This story about Lin-Manuel Miranda first appeared in the Race Begins issue of TheWrap’s awards magazine.
Lin-Manuel Miranda insists that he turns a lot of things down, but the actor-director-singer-songwriter has had the busiest imaginable 2021. In July, the film version of his first Broadway musical, “In the Heights,” hit theaters. In August, Netflix released “Vivo,” an animated film for which he wrote 11 new songs and provided the voice of one of the main characters. In November, the animated Disney film “Encanto” premiered and featured eight more of his new songs. And the same month, his directorial debut, “tick, tick… BOOM!,” was the opening-night film at the AFI Fest 2021.
“This year wasn’t supposed to be this hectic,” he said with a laugh. “I can withstand a certain amount of hectic, but it all kinda got crushed into one year, and as the pandemic schedule lined up, we realized, ‘Oh, it’s going to be a very long year.’”
In all of those films except “tick, tick… BOOM!,” Miranda wrote songs that will compete in the Oscar race. For “In the Heights,” he said that writing a new song was not a priority for him, “because I was fighting for the real estate of the songs that were already there.” But when he got the opportunity to add a new song to the closing credits, he decided that the relationship between Usnavi (Anthony Ramos) and Nina (Leslie Grace) wasn’t really highlighted in the film.
“I thought of being home all summer, and what a lovely feeling that is. And I wrote the kind of summer jam that only I could write, because I’m a homebody. It was written pre-pandemic, but it came out when we were all home all summer.”
“Vivo” was also begun pre-pandemic, with Miranda writing all the songs and voicing the part of a raccoon-like kinkajou named Vivo. But the song “Keep the Beat,” an ode to resilience that Vivo sings after his plans go awry, was written at a pivotal time.
“I wrote that in April or May of 2020,” he said. “It was probably the first song I wrote after figuring out what our lives were like — after figuring out how to get the dog out of the apartment building safely for her three walks a day, and how to work the kindergarten Zoom class and protect our children and the elders in our family. If you look at that song, it’s so intensely about, ‘What do you do when everything you thought was going to happen is not going to happen?’”
At that point in the process, he had already written “My Own Drum,” a stomping statement of purpose for the fiery young girl Gabi (Ynairaly Simo). “It was exciting to write that,” he said. “Here was a character who was gutsy with spiky purple hair, who takes every lonely-kid trope and flips it into a superpower. I wanted to write a lonely-kid anthem, even though it would never occur to her that she’s lonely.
“When I first made the demo, I was inspired by Missy Elliott, who busted all these boundaries. And then it came full circle when Missy responded to the track and added a verse for the closing credits, which was unreal.”

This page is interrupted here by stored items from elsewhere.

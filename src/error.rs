//! Unified error types for httplog.
//!
//! Defines [`HttpLogError`] (the main crate error enum), [`BodyError`] for
//! body replay failures, and [`ValidationError`] for config validation
//! failures. Error messages include contextual hints to guide the user
//! toward a fix.

use std::path::PathBuf;

#[derive(Debug, Clone)]
pub struct ValidationError {
    pub field: String,
    pub message: String,
    pub suggestion: Option<String>,
}

impl std::fmt::Display for ValidationError {
    fn fmt(&self, f: &mut std::fmt::Formatter<'_>) -> std::fmt::Result {
        write!(f, "  {}: {}", self.field, self.message)?;
        if let Some(ref suggestion) = self.suggestion {
            write!(f, " ({suggestion})")?;
        }
        Ok(())
    }
}

impl std::error::Error for ValidationError {}

fn format_errors(errors: &[ValidationError]) -> String {
    use std::fmt::Write;
    let mut buf = String::new();
    for (i, e) in errors.iter().enumerate() {
        if i > 0 {
            buf.push('\n');
        }
        // write! to String is infallible (only fails on OOM which is unrecoverable)
        let _ = write!(buf, "{e}");
    }
    buf
}

#[derive(Debug, thiserror::Error)]
#[non_exhaustive]
pub enum HttpLogError {
    #[error("Config file not found: {}", path.display())]
    ConfigFileNotFound { path: PathBuf },

    #[error("Config parse error in {path}:\n  {source}")]
    ConfigParse {
        path: String,
        #[source]
        source: Box<dyn std::error::Error + Send + Sync>,
    },

    #[error("Config validation failed:\n{}", format_errors(.errors))]
    ConfigValidation { errors: Vec<ValidationError> },

    #[error("Unsupported config format: '{0}'")]
    UnsupportedFormat(String),

    #[error("Invalid binary detection pattern '{pattern}': {source}")]
    InvalidPattern {
        pattern: String,
        #[source]
        source: regex::Error,
    },

    #[error("Unknown log level: '{0}'")]
    UnknownLevel(String),

    #[error("Invalid header '{0}' (expected 'Name: value')")]
    InvalidHeader(String),

    #[error("Invalid HTTP message: {0}")]
    Http(#[from] http::Error),

    #[error("{0}")]
    Io(#[from] std::io::Error),
}

/// Failure to replay a message body from its start.
#[derive(Debug, thiserror::Error)]
#[non_exhaustive]
pub enum BodyError {
    #[error("body cannot be read from the start again")]
    NotRewindable,

    #[error("body read failed: {0}")]
    Io(#[from] std::io::Error),
}
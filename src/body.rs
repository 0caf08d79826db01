//! Message bodies that can be inspected without being consumed.
//!
//! The formatter never takes ownership of a body. It asks the body, through
//! [`ReplayBody`], for its full contents from the start, and the body is
//! expected to be left positioned at its start afterwards so whoever reads
//! it next sees the same bytes. Bodies that cannot do that (one-shot
//! streams, `axum`'s streaming body) report [`BodyError::NotRewindable`]
//! and are logged as a marker instead of their contents.
//!
//! [`Body`] is a concrete body type covering the three cases: in-memory
//! bytes, a seekable reader, and a one-shot stream.

use std::fmt;
use std::io::{self, Read, Seek, SeekFrom};
use std::sync::{Arc, Mutex, PoisonError};

use axum::body::HttpBody;
use bytes::Bytes;
use http_body_util::BodyExt;

use crate::error::BodyError;

/// A body that can be read from its start again.
pub trait ReplayBody {
    /// Read the whole body from its start and rewind it.
    fn replay(&self) -> Result<Bytes, BodyError>;

    /// A second handle onto the same contents, when the body supports one.
    ///
    /// The middleware keeps this handle while the original body travels
    /// down the chain, then formats from it once the call returns.
    fn share(&self) -> Option<Self>
    where
        Self: Sized,
    {
        None
    }
}

impl ReplayBody for Bytes {
    fn replay(&self) -> Result<Bytes, BodyError> {
        Ok(self.clone())
    }

    fn share(&self) -> Option<Self> {
        Some(self.clone())
    }
}

impl ReplayBody for String {
    fn replay(&self) -> Result<Bytes, BodyError> {
        Ok(Bytes::copy_from_slice(self.as_bytes()))
    }

    fn share(&self) -> Option<Self> {
        Some(self.clone())
    }
}

impl ReplayBody for Vec<u8> {
    fn replay(&self) -> Result<Bytes, BodyError> {
        Ok(Bytes::copy_from_slice(self))
    }

    fn share(&self) -> Option<Self> {
        Some(self.clone())
    }
}

impl ReplayBody for &'static str {
    fn replay(&self) -> Result<Bytes, BodyError> {
        Ok(Bytes::from_static(self.as_bytes()))
    }

    fn share(&self) -> Option<Self> {
        Some(*self)
    }
}

impl ReplayBody for () {
    fn replay(&self) -> Result<Bytes, BodyError> {
        Ok(Bytes::new())
    }

    fn share(&self) -> Option<Self> {
        Some(())
    }
}

impl<B: ReplayBody> ReplayBody for Option<B> {
    fn replay(&self) -> Result<Bytes, BodyError> {
        self.as_ref().map_or(Err(BodyError::NotRewindable), ReplayBody::replay)
    }

    fn share(&self) -> Option<Self> {
        self.as_ref().map(ReplayBody::share)
    }
}

/// `axum`'s body is a stream of frames; polling it consumes them.
impl ReplayBody for axum::body::Body {
    fn replay(&self) -> Result<Bytes, BodyError> {
        Err(BodyError::NotRewindable)
    }
}

trait SeekRead: Read + Seek + Send {}

impl<T: Read + Seek + Send> SeekRead for T {}

enum Inner {
    Buffered(Bytes),
    Seekable(Arc<Mutex<Box<dyn SeekRead>>>),
    Stream(Mutex<Box<dyn Read + Send>>),
}

pub struct Body {
    inner: Inner,
}

impl Body {
    #[must_use]
    pub fn empty() -> Self {
        Self::from(Bytes::new())
    }

    /// A body backed by a reader that can seek back to its start.
    ///
    /// Handles returned by [`ReplayBody::share`] read the same underlying
    /// reader.
    pub fn seekable<R>(reader: R) -> Self
    where
        R: Read + Seek + Send + 'static,
    {
        Self {
            inner: Inner::Seekable(Arc::new(Mutex::new(Box::new(reader)))),
        }
    }

    /// A body that can be read exactly once.
    pub fn stream<R>(reader: R) -> Self
    where
        R: Read + Send + 'static,
    {
        Self {
            inner: Inner::Stream(Mutex::new(Box::new(reader))),
        }
    }

    /// Collect any `http_body::Body` into memory so it can be logged.
    pub async fn buffer<B>(body: B) -> Result<Self, B::Error>
    where
        B: HttpBody,
    {
        let collected = body.collect().await?;
        Ok(Self::from(collected.to_bytes()))
    }

    #[must_use]
    pub const fn is_rewindable(&self) -> bool {
        !matches!(self.inner, Inner::Stream(_))
    }

    /// Read from the current position to the end, as a consumer would.
    pub fn read_to_end(&self) -> io::Result<Bytes> {
        let mut buf = Vec::new();
        match &self.inner {
            Inner::Buffered(bytes) => return Ok(bytes.clone()),
            Inner::Seekable(reader) => {
                reader
                    .lock()
                    .unwrap_or_else(PoisonError::into_inner)
                    .read_to_end(&mut buf)?;
            }
            Inner::Stream(reader) => {
                reader
                    .lock()
                    .unwrap_or_else(PoisonError::into_inner)
                    .read_to_end(&mut buf)?;
            }
        }
        Ok(Bytes::from(buf))
    }
}

impl ReplayBody for Body {
    fn replay(&self) -> Result<Bytes, BodyError> {
        match &self.inner {
            Inner::Buffered(bytes) => Ok(bytes.clone()),
            Inner::Seekable(reader) => {
                let mut reader = reader.lock().unwrap_or_else(PoisonError::into_inner);
                let mut buf = Vec::new();
                reader.seek(SeekFrom::Start(0))?;
                reader.read_to_end(&mut buf)?;
                reader.seek(SeekFrom::Start(0))?;
                Ok(Bytes::from(buf))
            }
            Inner::Stream(_) => Err(BodyError::NotRewindable),
        }
    }

    fn share(&self) -> Option<Self> {
        let inner = match &self.inner {
            Inner::Buffered(bytes) => Inner::Buffered(bytes.clone()),
            Inner::Seekable(reader) => Inner::Seekable(Arc::clone(reader)),
            Inner::Stream(_) => return None,
        };
        Some(Self { inner })
    }
}

impl Default for Body {
    fn default() -> Self {
        Self::empty()
    }
}

impl fmt::Debug for Body {
    fn fmt(&self, f: &mut fmt::Formatter<'_>) -> fmt::Result {
        match &self.inner {
            Inner::Buffered(bytes) => f.debug_tuple("Body::Buffered").field(&bytes.len()).finish(),
            Inner::Seekable(_) => f.write_str("Body::Seekable"),
            Inner::Stream(_) => f.write_str("Body::Stream"),
        }
    }
}

impl From<Bytes> for Body {
    fn from(bytes: Bytes) -> Self {
        Self {
            inner: Inner::Buffered(bytes),
        }
    }
}

impl From<String> for Body {
    fn from(s: String) -> Self {
        Self::from(Bytes::from(s))
    }
}

impl From<&'static str> for Body {
    fn from(s: &'static str) -> Self {
        Self::from(Bytes::from_static(s.as_bytes()))
    }
}

impl From<Vec<u8>> for Body {
    fn from(v: Vec<u8>) -> Self {
        Self::from(Bytes::from(v))
    }
}
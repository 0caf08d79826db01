//! Structured logging setup using the `tracing` ecosystem.
//!
//! Configures a `tracing-subscriber` with either JSON output (for
//! production) or pretty-printed output (for TTY / local dev). Format
//! is auto-detected from the terminal but can be forced via `--json`
//! or `--pretty`. This is where lines emitted by
//! [`TracingSink`](crate::sink::TracingSink) end up when running the
//! `httplog` binary.

use tracing_subscriber::{fmt, layer::SubscriberExt, util::SubscriberInitExt};

use crate::cli::LogLevel;

#[derive(Debug, Clone, Copy, PartialEq, Eq)]
pub enum LogFormat {
    Json,
    Pretty,
}

#[must_use]
pub fn resolve_format(pretty: bool, json: bool) -> LogFormat {
    if json {
        LogFormat::Json
    } else if pretty || std::io::IsTerminal::is_terminal(&std::io::stdout()) {
        LogFormat::Pretty
    } else {
        LogFormat::Json
    }
}

pub fn init(level: &LogLevel, format: LogFormat) {
    let tracing_level = level.to_tracing_level();
    let filter = tracing_subscriber::filter::Targets::new().with_default(tracing_level);

    match format {
        LogFormat::Json => {
            tracing_subscriber::registry()
                .with(filter)
                .with(fmt::layer().json().with_target(false))
                .init();
        }
        LogFormat::Pretty => {
            tracing_subscriber::registry()
                .with(filter)
                .with(fmt::layer().pretty())
                .init();
        }
    }
}

#[cfg(test)]
mod tests {
    use super::*;

    #[test]
    fn json_flag_forces_json() {
        assert_eq!(resolve_format(false, true), LogFormat::Json);
    }

    #[test]
    fn pretty_flag_forces_pretty() {
        assert_eq!(resolve_format(true, false), LogFormat::Pretty);
    }
}
//! Status code → log level mapping.
//!
//! [`LevelMap`] is an ordered list of rules; the first rule whose
//! [`StatusMatch`] accepts the code decides the level, and codes no rule
//! accepts log at `INFO`. [`LevelCache`] remembers each code's answer for
//! the lifetime of the middleware that owns it.

use std::collections::HashMap;
use std::sync::{PoisonError, RwLock};

use serde::{Deserialize, Serialize};
use tracing::Level;

use crate::error::HttpLogError;

/// A single status code or an inclusive range of them.
#[derive(Debug, Clone, Copy, PartialEq, Eq, Deserialize, Serialize)]
#[serde(untagged)]
pub enum StatusMatch {
    Exact(u16),
    Range(u16, u16),
}

impl StatusMatch {
    #[must_use]
    pub const fn matches(&self, code: u16) -> bool {
        match *self {
            Self::Exact(expected) => expected == code,
            Self::Range(a, b) => {
                let (low, high) = if a <= b { (a, b) } else { (b, a) };
                low <= code && code <= high
            }
        }
    }
}

impl From<u16> for StatusMatch {
    fn from(code: u16) -> Self {
        Self::Exact(code)
    }
}

impl From<(u16, u16)> for StatusMatch {
    fn from((low, high): (u16, u16)) -> Self {
        Self::Range(low, high)
    }
}

#[derive(Debug, Clone, PartialEq, Eq)]
pub struct LevelMap {
    rules: Vec<(Level, StatusMatch)>,
}

impl Default for LevelMap {
    /// `INFO` for 200-399, `ERROR` for 400-499.
    fn default() -> Self {
        Self::empty()
            .rule(Level::INFO, (200, 399))
            .rule(Level::ERROR, (400, 499))
    }
}

impl LevelMap {
    /// A map with no rules; every code logs at `INFO`.
    #[must_use]
    pub const fn empty() -> Self {
        Self { rules: Vec::new() }
    }

    /// Append a rule. Rules are tried in the order they were added.
    #[must_use]
    pub fn rule(mut self, level: Level, status: impl Into<StatusMatch>) -> Self {
        self.rules.push((level, status.into()));
        self
    }

    #[must_use]
    pub fn resolve(&self, code: u16) -> Level {
        self.rules
            .iter()
            .find(|(_, status)| status.matches(code))
            .map_or(Level::INFO, |(level, _)| *level)
    }

    #[must_use]
    pub fn rules(&self) -> &[(Level, StatusMatch)] {
        &self.rules
    }
}

impl FromIterator<(Level, StatusMatch)> for LevelMap {
    fn from_iter<I: IntoIterator<Item = (Level, StatusMatch)>>(iter: I) -> Self {
        Self {
            rules: iter.into_iter().collect(),
        }
    }
}

/// Parse a level name as written in config files.
///
/// Accepts the `tracing` names plus the syslog-style names other loggers
/// use, folded onto the nearest `tracing` level.
pub fn parse_level(name: &str) -> Result<Level, HttpLogError> {
    match name.trim().to_ascii_lowercase().as_str() {
        "trace" => Ok(Level::TRACE),
        "debug" => Ok(Level::DEBUG),
        "info" | "notice" => Ok(Level::INFO),
        "warn" | "warning" => Ok(Level::WARN),
        "error" | "critical" | "alert" | "emergency" => Ok(Level::ERROR),
        _ => Err(HttpLogError::UnknownLevel(name.to_string())),
    }
}

/// Per-status-code memo of [`LevelMap::resolve`].
///
/// Concurrent misses on the same code may both resolve it; they compute
/// the same level, so the second write changes nothing.
#[derive(Debug, Default)]
pub struct LevelCache {
    entries: RwLock<HashMap<u16, Level>>,
}

impl LevelCache {
    #[must_use]
    pub fn new() -> Self {
        Self::default()
    }

    pub fn resolve(&self, code: u16, map: &LevelMap) -> Level {
        let cached = self
            .entries
            .read()
            .unwrap_or_else(PoisonError::into_inner)
            .get(&code)
            .copied();
        if let Some(level) = cached {
            return level;
        }

        let level = map.resolve(code);
        self.entries
            .write()
            .unwrap_or_else(PoisonError::into_inner)
            .insert(code, level);
        level
    }

    #[must_use]
    pub fn len(&self) -> usize {
        self.entries
            .read()
            .unwrap_or_else(PoisonError::into_inner)
            .len()
    }

    #[must_use]
    pub fn is_empty(&self) -> bool {
        self.len() == 0
    }
}
//! `httplog preview` — run a synthetic exchange through the middleware.
//!
//! Builds a request from the command line, answers it with a stub
//! downstream service (or fails it with `--fail`) and lets the configured
//! [`HttpLogger`] log the exchange through the tracing subscriber.

use http::header::{HeaderName, HeaderValue};
use http::{HeaderMap, Request, Response, StatusCode};
use tower::{service_fn, Layer, ServiceExt};

use crate::body::Body;
use crate::cli::PreviewArgs;
use crate::config::{self, model::Config};
use crate::error::HttpLogError;
use crate::logging;
use crate::middleware::{HttpLogLayer, HttpLogger};
use crate::sink::TracingSink;

pub async fn execute(args: PreviewArgs) -> Result<(), HttpLogError> {
    let format = logging::resolve_format(args.pretty, args.json);
    logging::init(&args.log_level, format);

    let mut config = match args.config {
        Some(ref path) => config::load(path)?,
        None => Config::default(),
    };
    if let Some(preset) = args.preset {
        config.preset = Some(preset);
        config.template = None;
    }
    if let Some(template) = args.template {
        config.preset = None;
        config.template = Some(template);
    }

    let logger = HttpLogger::from_config(&config, TracingSink)?;
    let request = build_request(
        &args.method,
        &args.uri,
        &args.headers,
        args.body.unwrap_or_default(),
    )?;

    let status = StatusCode::from_u16(args.status).map_err(http::Error::from)?;
    let response_headers = parse_headers(&args.response_headers)?;
    let response_body = args.response_body.unwrap_or_default();
    let fail = args.fail;

    let downstream = service_fn(move |_request: Request<Body>| {
        let outcome = match fail {
            Some(ref message) => Err(std::io::Error::other(message.clone())),
            None => {
                let mut response = Response::new(Body::from(response_body.clone()));
                *response.status_mut() = status;
                *response.headers_mut() = response_headers.clone();
                Ok(response)
            }
        };
        async move { outcome }
    });

    let service = HttpLogLayer::new(logger).layer(downstream);
    match service.oneshot(request).await {
        Ok(response) => {
            tracing::debug!(status = %response.status(), "downstream responded");
        }
        Err(e) => {
            eprintln!("downstream failed: {e}");
        }
    }
    Ok(())
}

fn build_request(
    method: &str,
    uri: &str,
    headers: &[String],
    body: String,
) -> Result<Request<Body>, HttpLogError> {
    let mut request = Request::builder()
        .method(method.trim().to_ascii_uppercase().as_str())
        .uri(uri)
        .body(Body::from(body))?;
    *request.headers_mut() = parse_headers(headers)?;
    Ok(request)
}

/// Parse repeated `Name: value` arguments into a header map. Repeated
/// names keep every value.
fn parse_headers(raw: &[String]) -> Result<HeaderMap, HttpLogError> {
    let mut headers = HeaderMap::new();
    for line in raw {
        let invalid = || HttpLogError::InvalidHeader(line.clone());
        let (name, value) = line.split_once(':').ok_or_else(invalid)?;
        let name = HeaderName::from_bytes(name.trim().as_bytes()).map_err(|_| invalid())?;
        let value = HeaderValue::from_str(value.trim()).map_err(|_| invalid())?;
        headers.append(name, value);
    }
    Ok(headers)
}

#[cfg(test)]
mod tests {
    use super::*;

    #[test]
    fn parses_repeated_headers() {
        let headers = parse_headers(&[
            "Accept: text/html".to_string(),
            "X-Tag: a".to_string(),
            "x-tag: b".to_string(),
        ])
        .unwrap();
        assert_eq!(headers["accept"], "text/html");
        assert_eq!(headers.get_all("x-tag").iter().count(), 2);
    }

    #[test]
    fn header_without_colon_is_rejected() {
        let err = parse_headers(&["Accept text/html".to_string()]).unwrap_err();
        assert!(matches!(err, HttpLogError::InvalidHeader(_)));
    }

    #[test]
    fn header_value_may_contain_colons() {
        let headers = parse_headers(&["Host: example.com:8080".to_string()]).unwrap();
        assert_eq!(headers["host"], "example.com:8080");
    }

    #[test]
    fn request_method_is_normalized() {
        let request = build_request(" post ", "/submit?x=1", &[], "hello".into()).unwrap();
        assert_eq!(request.method(), "POST");
        assert_eq!(request.uri().query(), Some("x=1"));
    }

    #[test]
    fn bad_uri_is_an_http_error() {
        let err = build_request("GET", "not a uri", &[], String::new()).unwrap_err();
        assert!(matches!(err, HttpLogError::Http(_)));
    }
}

The last of the projects that called for new songs was “Encanto,” which Miranda worked on while also directing “tick, tick… BOOM!” One of its songs, “Dos Oruguitas,” turned out to be the first song he wrote entirely in Spanish.
“The song came out fully emerged in Spanish,” he said. “The metaphor itself came to me in Spanish, which is very rare for me. I’m pretty English-dominant, though I’m conversationally fluent in Spanish. But I wanted a song that felt like it always existed, that it had been sung around campfires as a lullaby for many years. And the best of those songs, to me, are always nature metaphors. So the notion of two caterpillars in love, who have to let go because that’s how they become their next selves, felt like a perfect metaphor for the family in the movie.”
He listened to old Puerto Rican and Colombian standards for inspiration, then tried to write a simple song that would resonate. And because the song doesn’t advance the plot, he was never concerned that it would be sung entirely in Spanish.
“It felt thematically right to go to the source language of the country where the movie is set,” he said. “You get all the meaning you need out of it, in the same way that you would out of an aria in the tragic moment of an Italian opera.”
He laughed. “Even in the English translation of the song, I don’t sing ‘two caterpillars,’ because caterpillars does not sound as good as oruguitas. It just doesn’t sing in the same way.”